• _Problem to work on_:
The answer should consist of every record, reproduced exactly.
##### Data under study #####
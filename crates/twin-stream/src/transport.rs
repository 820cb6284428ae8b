use futures_util::future::BoxFuture;
use futures_util::stream::BoxStream;
use futures_util::{FutureExt, StreamExt};
use thiserror::Error;
use tokio_tungstenite::connect_async;
use tokio_tungstenite::tungstenite::Message;
use url::Url;

#[derive(Debug, Clone, PartialEq, Eq, Error)]
pub enum TransportError {
    #[error("connect failed: {0}")]
    Connect(String),
    #[error("read failed: {0}")]
    Read(String),
}

/// Inbound text frames of one open connection. The stream ending means the
/// peer closed the connection.
pub type FrameStream = BoxStream<'static, Result<String, TransportError>>;

/// Seam between the reconnect loop and the wire, so the loop can run
/// against scripted connections.
pub trait Connector: Send + Sync + 'static {
    fn connect(&self, url: &Url) -> BoxFuture<'static, Result<FrameStream, TransportError>>;
}

/// Receive-only websocket transport.
#[derive(Debug, Clone, Copy, Default)]
pub struct WsConnector;

impl Connector for WsConnector {
    fn connect(&self, url: &Url) -> BoxFuture<'static, Result<FrameStream, TransportError>> {
        let url = url.clone();
        async move {
            let (ws, _) = connect_async(url.as_str())
                .await
                .map_err(|err| TransportError::Connect(err.to_string()))?;
            let frames = ws.filter_map(|msg| async move {
                match msg {
                    Ok(Message::Text(text)) => Some(Ok(text)),
                    Ok(Message::Binary(bytes)) => {
                        Some(Ok(String::from_utf8_lossy(&bytes).into_owned()))
                    }
                    Ok(_) => None,
                    Err(err) => Some(Err(TransportError::Read(err.to_string()))),
                }
            });
            Ok(frames.boxed())
        }
        .boxed()
    }
}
#####
• _Completed exercise_:
filename crates/twin-stream/src/transport.rs
repository 820cb6284428ae8b
use futures_util::future::BoxFuture;
use futures_util::stream::BoxStream;
use futures_util::{FutureExt, StreamExt};
use thiserror::Error;
use tokio_tungstenite::connect_async;
use tokio_tungstenite::tungstenite::Message;
use url::Url;

#[derive(Debug, Clone, PartialEq, Eq, Error)]
pub enum TransportError {
    #[error("connect failed: {0}")]
    Connect(String),
    #[error("read failed: {0}")]
    Read(String),
}

/// Inbound text frames of one open connection. The stream ending means the
/// peer closed the connection.
pub type FrameStream = BoxStream<'static, Result<String, TransportError>>;

/// Seam between the reconnect loop and the wire, so the loop can run
/// against scripted connections.
pub trait Connector: Send + Sync + 'static {
    fn connect(&self, url: &Url) -> BoxFuture<'static, Result<FrameStream, TransportError>>;
}

/// Receive-only websocket transport.
#[derive(Debug, Clone, Copy, Default)]
pub struct WsConnector;

impl Connector for WsConnector {
    fn connect(&self, url: &Url) -> BoxFuture<'static, Result<FrameStream, TransportError>> {
        let url = url.clone();
        async move {
            let (ws, _) = connect_async(url.as_str())
                .await
                .map_err(|err| TransportError::Connect(err.to_string()))?;
            let frames = ws.filter_map(|msg| async move {
                match msg {
                    Ok(Message::Text(text)) => Some(Ok(text)),
                    Ok(Message::Binary(bytes)) => {
                        Some(Ok(String::from_utf8_lossy(&bytes).into_owned()))
                    }
                    Ok(_) => None,
                    Err(err) => Some(Err(TransportError::Read(err.to_string()))),
                }
            });
            Ok(frames.boxed())
        }
        .boxed()
    }
}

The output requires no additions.